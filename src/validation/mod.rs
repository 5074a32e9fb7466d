//! Document validation
//!
//! Validates a write against the property validator tree of its document
//! definition and produces the full list of failures.
//!
//! # Design Principles
//!
//! - Collect every failure, never stop at the first
//! - Deterministic: same inputs, same messages, same order
//! - Documents are never mutated
//! - Schema mistakes are errors, bad data is a message

mod attachments;
mod comparator;
mod constraints;
mod context;
mod formats;
mod item_stack;
pub mod messages;
mod validator;

pub use attachments::{content_type_supported, extension_supported};
pub use comparator::{documents_equal, items_equal, numbers_equal, values_equal};
pub use constraints::{check_bound, item_length, Bound, IncomparableBound, RangeKind};
pub use context::{AttachmentOverrides, ValidationContext};
pub use formats::{parse_date, parse_datetime, parse_time, parse_timezone, parse_uuid, StringFormat};
pub use item_stack::{build_item_path, is_present, ItemFrame, ItemName};
pub use validator::DocumentValidator;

○ ○ ○

Every single record must be transcribed exactly as it stands.

filename src/validation/mod.rs
repository 5074a32e9fb7466d
//! Document validation
//!
//! Validates a write against the property validator tree of its document
//! definition and produces the full list of failures.
//!
//! # Design Principles
//!
//! - Collect every failure, never stop at the first
//! - Deterministic: same inputs, same messages, same order
//! - Documents are never mutated
//! - Schema mistakes are errors, bad data is a message

mod attachments;
mod comparator;
mod constraints;
mod context;
mod formats;
mod item_stack;
pub mod messages;
mod validator;

pub use attachments::{content_type_supported, extension_supported};
pub use comparator::{documents_equal, items_equal, numbers_equal, values_equal};
pub use constraints::{check_bound, item_length, Bound, IncomparableBound, RangeKind};
pub use context::{AttachmentOverrides, ValidationContext};
pub use formats::{parse_date, parse_datetime, parse_time, parse_timezone, parse_uuid, StringFormat};
pub use item_stack::{build_item_path, is_present, ItemFrame, ItemName};
pub use validator::DocumentValidator;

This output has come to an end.